Amidst Global Slowdown, Indian Stocks Emerge As Outliers

Swarajya Staff

Oct 12, 2022, 12:10 PM | Updated 12:10 PM IST


Bombay Stock Exchange. (Aniruddha Chowdhury/Mint via Getty Images)
Bombay Stock Exchange. (Aniruddha Chowdhury/Mint via Getty Images)

Amid the global economic slowdown, Indian stocks are outperforming due to local demand.

India's sensex is down less than 1 per cent in 2022 as compared to roughly 25 per cent fall this year in both US' S&P 500 and China's CSI 300.

The Indian stock benchmark has performed significantly well even if the currency depreciation is taken into account.

With the rupee at record low of more than Rs 82 to a US dollar, the Indian stock benchmark is just 10 per cent down. Meanwhile, China's benchmark has fallen 33 per cent.

Demand among the local traders has kept the Indian stocks mostly insulated from the losses due to sales by foreign financial institutions.

Net inflows of around $2 billion were reported for the month of September, a 17 per cent rise month on month, according to the Association of Mututal Funds in India.

According to experts cited in a Financial Times report, domestic investors were upbeat about India's growth prospects.

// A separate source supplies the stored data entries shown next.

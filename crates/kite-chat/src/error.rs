//! Error types for kite-chat

use thiserror::Error;

/// Result type alias using kite-chat Error
pub type Result<T> = std::result::Result<T, Error>;

/// Errors from local side effects of the conversation view
#[derive(Error, Debug)]
pub enum Error {
    /// The system clipboard could not be opened or written
    #[error("Clipboard unavailable: {0}")]
    Clipboard(String),

    /// A blocking helper task panicked or was cancelled
    #[error("Background task failed: {0}")]
    Task(String),
}
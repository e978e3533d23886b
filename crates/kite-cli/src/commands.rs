//! Slash commands for line mode

use kite_chat::{Chat, demo};

use crate::output::transcript_text;

/// Result of executing a slash command
#[derive(Debug, Clone, PartialEq, Eq)]
pub enum CommandResult {
    /// Clear the conversation
    Clear,
    /// Show a message to the user (not sent to agent)
    Message(String),
    /// Exit the application
    Exit,
    /// Unknown command
    Unknown(String),
}

/// Parse and execute a slash command.
///
/// Returns `None` when `input` is not a command and should be sent as a
/// message instead.
pub fn execute_command(input: &str, chat: &Chat, agent_name: &str) -> Option<CommandResult> {
    let input = input.trim();
    let rest = input.strip_prefix('/')?;

    let command = rest
        .split_whitespace()
        .next()
        .unwrap_or_default()
        .to_lowercase();

    Some(match command.as_str() {
        "help" | "h" | "?" => CommandResult::Message(help_message()),

        "clear" | "c" => CommandResult::Clear,

        "quit" | "exit" | "q" => CommandResult::Exit,

        "history" => CommandResult::Message(history_message(chat)),

        "samples" => CommandResult::Message(transcript_text(demo::sample_messages(), agent_name)),

        "session" | "s" => CommandResult::Message(session_message(chat)),

        _ => CommandResult::Unknown(command),
    })
}

fn history_message(chat: &Chat) -> String {
    let lines: Vec<String> = demo::history(chat.store().messages())
        .enumerate()
        .map(|(i, msg)| format!("  {}. {}", i + 1, msg.content.replace('\n', " ")))
        .collect();

    if lines.is_empty() {
        crate::prompts::NO_HISTORY.to_string()
    } else {
        lines.join("\n")
    }
}

fn session_message(chat: &Chat) -> String {
    let identity = chat.identity();
    let store = chat.store();
    format!(
        "Session: {}\nUser:    {}\nAgent:   {}\nMessages: {}",
        identity.session_id(),
        identity.user_id(),
        chat.agent_id(),
        store.messages().len()
    )
}

fn help_message() -> String {
    r#"Available commands:
  /help, /h, /?        Show this help message
  /history             List the messages you have sent
  /samples             Show the sample conversation
  /session, /s         Show session and user ids
  /clear, /c           Clear conversation history
  /quit, /exit, /q     Exit kite

Anything else is sent to the agent."#
        .to_string()
}

#[cfg(test)]
mod tests {
    use super::*;
    use async_trait::async_trait;
    use kite_agent::{AgentClient, AgentContext, AgentEnvelope, Result};
    use kite_chat::SessionIdentity;
    use std::sync::Arc;

    struct EchoClient;

    #[async_trait]
    impl AgentClient for EchoClient {
        async fn call(
            &self,
            message: &str,
            _agent_id: &str,
            _context: &AgentContext,
        ) -> Result<AgentEnvelope> {
            Ok(AgentEnvelope::ok(format!("echo: {}", message)))
        }
    }

    fn chat() -> Chat {
        Chat::with_identity(
            Arc::new(EchoClient),
            "agent-1",
            SessionIdentity::from_parts("sess-abc", "user_1_xyz"),
        )
    }

    #[test]
    fn test_not_a_command() {
        assert_eq!(execute_command("hello", &chat(), "Agent"), None);
    }

    #[test]
    fn test_basic_commands() {
        let chat = chat();
        assert_eq!(execute_command("/clear", &chat, "Agent"), Some(CommandResult::Clear));
        assert_eq!(execute_command(" /EXIT ", &chat, "Agent"), Some(CommandResult::Exit));
        assert_eq!(
            execute_command("/frobnicate now", &chat, "Agent"),
            Some(CommandResult::Unknown("frobnicate".into()))
        );
        assert!(matches!(
            execute_command("/help", &chat, "Agent"),
            Some(CommandResult::Message(m)) if m.contains("/samples")
        ));
    }

    #[test]
    fn test_session_shows_ids() {
        let Some(CommandResult::Message(text)) = execute_command("/session", &chat(), "Agent")
        else {
            panic!("expected message");
        };
        assert!(text.contains("sess-abc"));
        assert!(text.contains("user_1_xyz"));
        assert!(text.contains("agent-1"));
    }

    #[tokio::test]
    async fn test_history_lists_user_messages() {
        let mut chat = chat();
        assert_eq!(
            execute_command("/history", &chat, "Agent"),
            Some(CommandResult::Message(crate::prompts::NO_HISTORY.into()))
        );

        chat.send("first").await;
        chat.send("second").await;
        let Some(CommandResult::Message(text)) = execute_command("/history", &chat, "Agent")
        else {
            panic!("expected message");
        };
        assert_eq!(text, "  1. first\n  2. second");
    }

    #[test]
    fn test_samples_prints_transcript() {
        let Some(CommandResult::Message(text)) = execute_command("/samples", &chat(), "Agent")
        else {
            panic!("expected message");
        };
        assert!(text.contains("Search for pages about marketing"));
        assert!(text.contains("Q3 Marketing Strategy"));
    }
}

The investors's interest in Indian stock markets, as per the experts, would improve next year, with the IMF projecting around 7 per cent growth this year for India .

Further, China is grappling with a slowdown in its property sector and the US is expected to fall into a recession.

“People think next year allocation to India will improve dramatically . . . because there’s no other place to invest,” said R Venkataraman, managing director of brokerage IIFL.

India's decision to resist from launching a major stimulus package during the Covid-19 pandemic has made it better positioned than other emerging markets, with inflation is the country at about 7 per cent, according to Amish Sha, head of India research at Bank of America Securities.

“Indian macro is relatively, and I would underline the word relative, well positioned as compared to the global macro,” Shah was quoted by FT as saying.